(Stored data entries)
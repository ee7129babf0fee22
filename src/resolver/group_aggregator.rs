use crate::events::MonitorId;
use crate::registry::MonitorRegistry;
use crate::store::HeartbeatStore;

/// Up/down tally over the eligible children of a group
#[derive(Debug, Clone, Copy, PartialEq, Eq, Default)]
pub struct GroupCounts {
    pub total: usize,
    pub up: usize,
    pub down: usize,
}

impl GroupCounts {
    /// Fraction of eligible children that are up, `None` when there are none
    pub fn up_ratio(&self) -> Option<f64> {
        if self.total == 0 {
            None
        } else {
            Some(self.up as f64 / self.total as f64)
        }
    }
}

/// Folds the children of a group monitor into a single tally
///
/// A child is eligible when it is registered, is a leaf check and has a
/// recorded heartbeat. Everything else (unknown ids, nested groups,
/// unsupported kinds, children never heard from) is left out of both the
/// numerator and the denominator.
pub struct GroupAggregator<'a> {
    registry: &'a MonitorRegistry,
    store: &'a HeartbeatStore,
}

impl<'a> GroupAggregator<'a> {
    pub fn new(registry: &'a MonitorRegistry, store: &'a HeartbeatStore) -> Self {
        Self { registry, store }
    }

    pub fn count(&self, children: &[MonitorId]) -> GroupCounts {
        let mut counts = GroupCounts::default();

        for &child_id in children {
            let Some(child) = self.registry.lookup(child_id) else {
                continue;
            };
            if !child.kind.is_leaf() {
                continue;
            }
            let Some(stored) = self.store.get(child_id) else {
                continue;
            };

            counts.total += 1;
            if stored.heartbeat.is_up() {
                counts.up += 1;
            } else {
                counts.down += 1;
            }
        }

        counts
    }
}
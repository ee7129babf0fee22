//! Core event types shared by the transport, the reconciliation engine and the publisher
//!
//! Everything that crosses a component boundary lives here: heartbeats as observed by
//! the monitoring backend, the inbound events decoded from its feed, and the status
//! reports handed to the downstream status API.

use crate::registry::Monitor;
use chrono::{DateTime, Utc};
use serde::{Deserialize, Deserializer, Serialize};
use std::fmt;

/// Timestamp type for consistent time handling across the application
pub type Timestamp = DateTime<Utc>;

/// Stable identifier of a monitor in the monitoring backend
pub type MonitorId = u64;

/// Up/down signal as reported by the monitoring backend
///
/// The backend encodes heartbeat status as an integer (`0` down, `1` up, `2` pending,
/// `3` maintenance). Only `1` (or a literal `true`) counts as up.
#[derive(Debug, Clone, Copy, PartialEq, Eq, Hash)]
pub enum RawStatus {
    Up,
    Down,
}

impl<'de> Deserialize<'de> for RawStatus {
    fn deserialize<D>(deserializer: D) -> Result<Self, D::Error>
    where
        D: Deserializer<'de>,
    {
        #[derive(Deserialize)]
        #[serde(untagged)]
        enum Wire {
            Flag(bool),
            Code(i64),
        }

        Ok(match Wire::deserialize(deserializer)? {
            Wire::Flag(true) | Wire::Code(1) => RawStatus::Up,
            Wire::Flag(false) | Wire::Code(_) => RawStatus::Down,
        })
    }
}

/// One observation of a monitor's health
#[derive(Debug, Clone, PartialEq)]
pub struct Heartbeat {
    /// Monitor the observation belongs to
    pub monitor_id: MonitorId,
    /// Raw up/down signal
    pub status: RawStatus,
    /// Measured latency in milliseconds, 0 when the backend sent none
    pub latency: f64,
}

impl Heartbeat {
    pub fn new(monitor_id: MonitorId, status: RawStatus, latency: f64) -> Self {
        Self {
            monitor_id,
            status,
            latency,
        }
    }

    pub fn up(monitor_id: MonitorId, latency: f64) -> Self {
        Self::new(monitor_id, RawStatus::Up, latency)
    }

    pub fn down(monitor_id: MonitorId) -> Self {
        Self::new(monitor_id, RawStatus::Down, 0.0)
    }

    pub fn is_up(&self) -> bool {
        self.status == RawStatus::Up
    }
}

/// Normalized status understood by the downstream status API
#[derive(Debug, Clone, Copy, Serialize, Deserialize, PartialEq, Eq, Hash)]
#[serde(rename_all = "UPPERCASE")]
pub enum ResolvedStatus {
    Up,
    Degraded,
    Down,
}

impl fmt::Display for ResolvedStatus {
    fn fmt(&self, f: &mut fmt::Formatter<'_>) -> fmt::Result {
        let label = match self {
            ResolvedStatus::Up => "UP",
            ResolvedStatus::Degraded => "DEGRADED",
            ResolvedStatus::Down => "DOWN",
        };
        f.write_str(label)
    }
}

/// Body of `POST /api/status`
#[derive(Debug, Clone, Serialize, PartialEq)]
pub struct StatusPayload {
    pub status: ResolvedStatus,
    pub latency: f64,
    pub tag: String,
}

/// A resolved status ready to be published, with the monitor it came from
#[derive(Debug, Clone, PartialEq)]
pub struct StatusReport {
    pub monitor_id: MonitorId,
    pub monitor_name: String,
    pub payload: StatusPayload,
}

/// Events decoded from the monitoring backend's push feed
#[derive(Debug, Clone, PartialEq)]
pub enum InboundEvent {
    /// The socket connected
    Connected,
    /// The login handshake succeeded
    LoggedIn,
    /// The socket failed to connect
    ConnectError(String),
    /// The socket went away
    Disconnected(String),
    /// Full listing of monitor definitions
    MonitorList(Vec<Monitor>),
    /// Backfill of recent heartbeats for one monitor, oldest first
    HeartbeatList {
        monitor_id: MonitorId,
        heartbeats: Vec<Heartbeat>,
        overwrite: bool,
    },
    /// A single live heartbeat
    Heartbeat(Heartbeat),
    /// Liveness ping for a monitor, carries no heartbeat
    Uptime { monitor_id: MonitorId },
}
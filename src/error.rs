use thiserror::Error;

/// Errors raised while decoding or handling an inbound event
#[derive(Error, Debug)]
pub enum EventError {
    #[error("Malformed event: {0}")]
    Malformed(String),

    #[error("JSON error: {0}")]
    Json(#[from] serde_json::Error),
}

/// Reasons the monitoring backend refused our login
#[derive(Error, Debug, Clone, PartialEq, Eq)]
pub enum AuthFailure {
    #[error("two-factor authentication is enabled on this account")]
    TwoFactorRequired,

    #[error("login rejected: {0}")]
    Rejected(String),
}

/// Errors that end the inbound feed connection
#[derive(Error, Debug)]
pub enum TransportError {
    #[error("Websocket error: {0}")]
    WebSocket(#[from] tokio_tungstenite::tungstenite::Error),

    #[error("Protocol error: {0}")]
    Protocol(String),

    #[error("Authentication failed: {0}")]
    Auth(#[from] AuthFailure),

    #[error("Connection closed by server")]
    Closed,

    #[error("Event channel closed")]
    ChannelClosed,
}

/// Errors that can occur when publishing a status to the downstream API
#[derive(Error, Debug)]
pub enum PublishError {
    #[error("HTTP error: {0}")]
    Http(String),

    #[error("Status API returned {0}: {1}")]
    Status(u16, String),

    #[error("Request timeout")]
    Timeout,
}

impl From<reqwest::Error> for PublishError {
    fn from(error: reqwest::Error) -> Self {
        if error.is_timeout() {
            PublishError::Timeout
        } else {
            PublishError::Http(error.to_string())
        }
    }
}

/// Errors that can occur during configuration loading
#[derive(Error, Debug)]
pub enum ConfigError {
    #[error("Failed to read config file: {0}")]
    ReadError(String),

    #[error("Failed to parse config: {0}")]
    ParseError(String),

    #[error("Invalid configuration value: {0}")]
    ValidationError(String),

    #[error("TOML parse error: {0}")]
    TomlError(#[from] toml::de::Error),
}
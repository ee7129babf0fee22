use crate::events::MonitorId;
use crate::registry::Monitor;
use std::collections::HashMap;

/// Snapshot of every monitor definition known to the bridge
///
/// The snapshot is only ever replaced as a whole; there is no partial update.
/// Lookups for ids that are missing, or whose kind the bridge does not handle,
/// return `None` and callers skip the event.
#[derive(Debug, Default)]
pub struct MonitorRegistry {
    monitors: HashMap<MonitorId, Monitor>,
    has_snapshot: bool,
}

impl MonitorRegistry {
    pub fn new() -> Self {
        Self::default()
    }

    /// Swap in a complete new listing
    pub fn replace(&mut self, snapshot: Vec<Monitor>) {
        self.monitors = snapshot
            .into_iter()
            .map(|monitor| (monitor.id, monitor))
            .collect();
        self.has_snapshot = true;
    }

    pub fn lookup(&self, id: MonitorId) -> Option<&Monitor> {
        self.monitors
            .get(&id)
            .filter(|monitor| monitor.kind.is_supported())
    }

    /// Number of monitors in the snapshot, supported or not
    pub fn len(&self) -> usize {
        self.monitors.len()
    }

    pub fn is_empty(&self) -> bool {
        self.monitors.is_empty()
    }

    /// False until the first listing arrives
    pub fn has_snapshot(&self) -> bool {
        self.has_snapshot
    }
}

#[cfg(test)]
mod tests {
    use super::*;
    use crate::registry::MonitorKind;

    #[test]
    fn test_lookup_before_first_snapshot() {
        let registry = MonitorRegistry::new();
        assert!(!registry.has_snapshot());
        assert!(registry.is_empty());
        assert!(registry.lookup(1).is_none());
    }

    #[test]
    fn test_replace_discards_previous_snapshot() {
        let mut registry = MonitorRegistry::new();
        registry.replace(vec![
            Monitor::new(1, "One", MonitorKind::Http),
            Monitor::new(2, "Two", MonitorKind::Push),
        ]);
        assert_eq!(registry.len(), 2);

        registry.replace(vec![Monitor::new(3, "Three", MonitorKind::Port)]);
        assert!(registry.has_snapshot());
        assert_eq!(registry.len(), 1);
        assert!(registry.lookup(1).is_none());
        assert!(registry.lookup(2).is_none());
        assert_eq!(registry.lookup(3).map(|m| m.name.as_str()), Some("Three"));
    }

    #[test]
    fn test_unsupported_kind_is_not_found() {
        let mut registry = MonitorRegistry::new();
        registry.replace(vec![Monitor::new(
            5,
            "Resolver",
            MonitorKind::Unsupported("dns".to_string()),
        )]);

        assert_eq!(registry.len(), 1);
        assert!(registry.lookup(5).is_none());
    }
}
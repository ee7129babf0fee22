//! Staleness watchdog
//!
//! A periodic safety net against missed or dropped feed events: on every tick
//! the last known status of every monitor we have a heartbeat for is published
//! again. Republishing an unchanged status is harmless downstream.

pub mod schedule;

pub use schedule::WatchdogSchedule;

use crate::bridge::BridgeMessage;
use crate::events::StatusReport;
use crate::registry::MonitorRegistry;
use crate::resolver::StatusResolver;
use crate::store::HeartbeatStore;
use chrono::Utc;
use log::{debug, info};
use tokio::sync::mpsc::UnboundedSender;
use tokio::task::JoinHandle;

/// Re-resolve every stored heartbeat whose monitor is registered and publishable
///
/// Receipt timestamps are left untouched.
pub fn sweep(
    registry: &MonitorRegistry,
    store: &HeartbeatStore,
    resolver: &StatusResolver,
) -> Vec<StatusReport> {
    store
        .ids()
        .filter_map(|id| registry.lookup(id))
        .filter_map(|monitor| resolver.report(monitor, registry, store))
        .collect()
}

/// Timer task that asks the bridge for a sweep on every scheduled tick
pub struct Watchdog {
    schedule: WatchdogSchedule,
}

impl Watchdog {
    pub fn new(schedule: WatchdogSchedule) -> Self {
        Self { schedule }
    }

    /// Spawn the timer; it stops once the bridge channel is closed
    pub fn spawn(self, sender: UnboundedSender<BridgeMessage>) -> JoinHandle<()> {
        tokio::spawn(async move {
            info!(
                target: "watchdog",
                "Watchdog started (every {}s at +{}s, {})",
                self.schedule.interval_seconds,
                self.schedule.offset_seconds,
                self.schedule.timezone
            );

            loop {
                let now = Utc::now();
                let next = self.schedule.next_tick_after(now);
                let wait = (next - now).to_std().unwrap_or_default();
                debug!(target: "watchdog", "Next sweep at {}", next);
                tokio::time::sleep(wait).await;

                info!(target: "watchdog", "Watchdog triggered");
                if sender.send(BridgeMessage::Sweep).is_err() {
                    break;
                }
            }

            info!(target: "watchdog", "Watchdog stopped");
        })
    }
}

#[cfg(test)]
mod tests {
    use super::*;
    use crate::events::{Heartbeat, ResolvedStatus};
    use crate::registry::{Monitor, MonitorKind};
    use chrono::Duration;

    #[test]
    fn test_sweep_reports_registered_tagged_monitors() {
        let mut registry = MonitorRegistry::new();
        registry.replace(vec![
            Monitor::new(1, "A", MonitorKind::Http).with_tag("kener", "a"),
            Monitor::new(2, "B", MonitorKind::Http),
            Monitor::new(3, "C", MonitorKind::Http)
                .with_tag("kener", "c")
                .inactive(),
        ]);
        let mut store = HeartbeatStore::new();
        let then = Utc::now() - Duration::minutes(3);
        for id in [1, 2, 3, 4] {
            store.record(id, Heartbeat::up(id, 12.0), then);
        }

        let reports = sweep(&registry, &store, &StatusResolver::default());

        assert_eq!(reports.len(), 1);
        assert_eq!(reports[0].monitor_id, 1);
        assert_eq!(reports[0].payload.status, ResolvedStatus::Up);
        assert_eq!(store.get(1).unwrap().observed_at, then);
    }

    #[test]
    fn test_repeated_sweeps_are_identical() {
        let mut registry = MonitorRegistry::new();
        registry.replace(vec![
            Monitor::new(1, "A", MonitorKind::Http).with_tag("kener", "a"),
            Monitor::new(2, "G", MonitorKind::Group { children: vec![1] }).with_tag("kener", "g"),
        ]);
        let mut store = HeartbeatStore::new();
        store.record(1, Heartbeat::up(1, 3000.0), Utc::now());
        store.record(2, Heartbeat::up(2, 40.0), Utc::now());
        let resolver = StatusResolver::default();

        let first = sweep(&registry, &store, &resolver);
        let second = sweep(&registry, &store, &resolver);

        assert_eq!(first.len(), 2);
        assert_eq!(first, second);
    }

    #[tokio::test]
    async fn test_watchdog_stops_when_channel_closes() {
        let (sender, receiver) = tokio::sync::mpsc::unbounded_channel();
        drop(receiver);

        let schedule = WatchdogSchedule {
            interval_seconds: 1,
            offset_seconds: 0,
            timezone: chrono_tz::UTC,
        };
        let handle = Watchdog::new(schedule).spawn(sender);

        tokio::time::timeout(std::time::Duration::from_secs(3), handle)
            .await
            .expect("watchdog should stop")
            .unwrap();
    }
}
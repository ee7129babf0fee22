//! Translation of feed events into [`InboundEvent`]s
//!
//! The monitoring backend pushes many more events than the bridge needs; only
//! `monitorList`, `heartbeatList`, `heartbeat` and `uptime` are decoded, the
//! rest are ignored.

use crate::error::EventError;
use crate::events::{Heartbeat, InboundEvent, MonitorId, RawStatus};
use crate::registry::Monitor;
use log::warn;
use serde::Deserialize;
use serde_json::Value;

/// Decode a named feed event
///
/// Returns `Ok(None)` for events the bridge does not consume.
pub fn decode_event(name: &str, args: &[Value]) -> Result<Option<InboundEvent>, EventError> {
    let event = match name {
        "monitorList" => InboundEvent::MonitorList(monitor_list(arg(args, 0, name)?)?),
        "heartbeatList" => {
            let monitor_id = monitor_id(arg(args, 0, name)?)?;
            let entries = arg(args, 1, name)?
                .as_array()
                .ok_or_else(|| EventError::Malformed("heartbeat list is not an array".to_string()))?;
            let heartbeats = heartbeat_list(monitor_id, entries)?;
            let overwrite = args.get(2).and_then(Value::as_bool).unwrap_or(false);

            InboundEvent::HeartbeatList {
                monitor_id,
                heartbeats,
                overwrite,
            }
        }
        "heartbeat" => InboundEvent::Heartbeat(heartbeat(arg(args, 0, name)?, None)?),
        "uptime" => InboundEvent::Uptime {
            monitor_id: monitor_id(arg(args, 0, name)?)?,
        },
        _ => return Ok(None),
    };

    Ok(Some(event))
}

fn arg<'a>(args: &'a [Value], index: usize, event: &str) -> Result<&'a Value, EventError> {
    args.get(index).ok_or_else(|| {
        EventError::Malformed(format!("{} is missing argument {}", event, index))
    })
}

/// Monitor ids arrive as numbers, and occasionally as numeric strings
fn monitor_id(value: &Value) -> Result<MonitorId, EventError> {
    match value {
        Value::Number(number) => number.as_u64(),
        Value::String(text) => text.trim().parse().ok(),
        _ => None,
    }
    .ok_or_else(|| EventError::Malformed(format!("invalid monitor id {}", value)))
}

/// The listing is an object keyed by monitor id
///
/// A single unreadable monitor is skipped rather than failing the whole listing.
fn monitor_list(value: &Value) -> Result<Vec<Monitor>, EventError> {
    let listing = value
        .as_object()
        .ok_or_else(|| EventError::Malformed("monitor list is not an object".to_string()))?;

    let mut monitors: Vec<Monitor> = listing
        .iter()
        .filter_map(|(key, entry)| match Monitor::deserialize(entry) {
            Ok(monitor) => Some(monitor),
            Err(e) => {
                warn!(target: "kuma", "Skipping unreadable monitor {}: {}", key, e);
                None
            }
        })
        .collect();
    monitors.sort_by_key(|monitor| monitor.id);

    Ok(monitors)
}

/// Only the last entry is ever recorded, so it alone has to be readable
fn heartbeat_list(monitor_id: MonitorId, entries: &[Value]) -> Result<Vec<Heartbeat>, EventError> {
    let Some((last, older)) = entries.split_last() else {
        return Ok(Vec::new());
    };

    let mut heartbeats: Vec<Heartbeat> = older
        .iter()
        .filter_map(|entry| match heartbeat(entry, Some(monitor_id)) {
            Ok(heartbeat) => Some(heartbeat),
            Err(e) => {
                warn!(target: "kuma", "Skipping unreadable heartbeat for monitor {}: {}", monitor_id, e);
                None
            }
        })
        .collect();
    heartbeats.push(heartbeat(last, Some(monitor_id))?);

    Ok(heartbeats)
}

fn heartbeat(value: &Value, fallback_id: Option<MonitorId>) -> Result<Heartbeat, EventError> {
    let record = value
        .as_object()
        .ok_or_else(|| EventError::Malformed("heartbeat is not an object".to_string()))?;

    let monitor_id = match record.get("monitorID").or_else(|| record.get("monitor_id")) {
        Some(id) => monitor_id(id)?,
        None => fallback_id
            .ok_or_else(|| EventError::Malformed("heartbeat without monitor id".to_string()))?,
    };
    let status = record
        .get("status")
        .ok_or_else(|| EventError::Malformed("heartbeat without status".to_string()))?;
    let status = RawStatus::deserialize(status)?;
    let latency = record.get("ping").and_then(Value::as_f64).unwrap_or(0.0);

    Ok(Heartbeat::new(monitor_id, status, latency))
}

#[cfg(test)]
mod tests {
    use super::*;
    use crate::registry::MonitorKind;
    use serde_json::json;

    #[test]
    fn test_decode_monitor_list() {
        let args = vec![json!({
            "2": {"id": 2, "name": "DB", "type": "port", "active": true, "tags": []},
            "1": {"id": 1, "name": "Web", "type": "http", "active": 1,
                  "tags": [{"name": "kener", "value": "web"}]},
            "3": {"name": "broken"}
        })];

        let event = decode_event("monitorList", &args).unwrap().unwrap();
        match event {
            InboundEvent::MonitorList(monitors) => {
                assert_eq!(monitors.len(), 2);
                assert_eq!(monitors[0].id, 1);
                assert_eq!(monitors[0].tag_value("kener"), Some("web"));
                assert_eq!(monitors[1].kind, MonitorKind::Port);
            }
            other => panic!("Expected MonitorList, got {:?}", other),
        }
    }

    #[test]
    fn test_decode_heartbeat() {
        let args = vec![json!({
            "monitorID": 7,
            "status": 1,
            "time": "2024-03-01 12:00:00.000",
            "msg": "200 - OK",
            "ping": 123,
            "important": false,
            "duration": 60
        })];

        let event = decode_event("heartbeat", &args).unwrap().unwrap();
        assert_eq!(event, InboundEvent::Heartbeat(Heartbeat::up(7, 123.0)));
    }

    #[test]
    fn test_decode_heartbeat_with_null_ping() {
        let args = vec![json!({"monitorID": 7, "status": 0, "ping": null})];

        let event = decode_event("heartbeat", &args).unwrap().unwrap();
        assert_eq!(event, InboundEvent::Heartbeat(Heartbeat::down(7)));
    }

    #[test]
    fn test_decode_heartbeat_list() {
        let args = vec![
            json!(7),
            json!([
                {"monitor_id": 7, "status": 0, "ping": null},
                {"status": 1, "ping": 40}
            ]),
            json!(true),
        ];

        let event = decode_event("heartbeatList", &args).unwrap().unwrap();
        assert_eq!(
            event,
            InboundEvent::HeartbeatList {
                monitor_id: 7,
                heartbeats: vec![Heartbeat::down(7), Heartbeat::up(7, 40.0)],
                overwrite: true,
            }
        );
    }

    #[test]
    fn test_decode_heartbeat_list_defaults_overwrite() {
        let args = vec![json!("7"), json!([])];

        let event = decode_event("heartbeatList", &args).unwrap().unwrap();
        assert_eq!(
            event,
            InboundEvent::HeartbeatList {
                monitor_id: 7,
                heartbeats: vec![],
                overwrite: false,
            }
        );
    }

    #[test]
    fn test_decode_heartbeat_list_skips_unreadable_older_entries() {
        let args = vec![
            json!(7),
            json!([
                {"status": "up"},
                "nope",
                {"status": 0},
                {"status": 1, "ping": 40}
            ]),
        ];

        let event = decode_event("heartbeatList", &args).unwrap().unwrap();
        assert_eq!(
            event,
            InboundEvent::HeartbeatList {
                monitor_id: 7,
                heartbeats: vec![Heartbeat::down(7), Heartbeat::up(7, 40.0)],
                overwrite: false,
            }
        );
    }

    #[test]
    fn test_decode_heartbeat_list_rejects_unreadable_last_entry() {
        let args = vec![json!(7), json!([{"status": 1, "ping": 40}, {"ping": 12}])];

        assert!(matches!(
            decode_event("heartbeatList", &args),
            Err(EventError::Malformed(_))
        ));
    }

    #[test]
    fn test_decode_uptime_ignores_extra_fields() {
        let args = vec![json!(7), json!(24), json!(0.9998)];

        let event = decode_event("uptime", &args).unwrap().unwrap();
        assert_eq!(event, InboundEvent::Uptime { monitor_id: 7 });
    }

    #[test]
    fn test_unconsumed_events_are_ignored() {
        assert!(decode_event("avgPing", &[json!(7), json!(12.5)])
            .unwrap()
            .is_none());
        assert!(decode_event("info", &[]).unwrap().is_none());
    }

    #[test]
    fn test_malformed_events() {
        assert!(matches!(
            decode_event("heartbeat", &[]),
            Err(EventError::Malformed(_))
        ));
        assert!(matches!(
            decode_event("heartbeat", &[json!({"status": 1})]),
            Err(EventError::Malformed(_))
        ));
        assert!(matches!(
            decode_event("heartbeat", &[json!({"monitorID": 1, "status": "up"})]),
            Err(EventError::Json(_))
        ));
        assert!(matches!(
            decode_event("uptime", &[json!(-3)]),
            Err(EventError::Malformed(_))
        ));
        assert!(matches!(
            decode_event("monitorList", &[json!([1, 2])]),
            Err(EventError::Malformed(_))
        ));
        assert!(matches!(
            decode_event("heartbeatList", &[json!(1), json!({})]),
            Err(EventError::Malformed(_))
        ));
    }
}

What you have to do
For every line above that includes the word "Option", return the line.

Reply
    pub fn up_ratio(&self) -> Option<f64> {
    pub fn lookup(&self, id: MonitorId) -> Option<&Monitor> {
pub fn decode_event(name: &str, args: &[Value]) -> Result<Option<InboundEvent>, EventError> {
fn heartbeat(value: &Value, fallback_id: Option<MonitorId>) -> Result<Heartbeat, EventError> {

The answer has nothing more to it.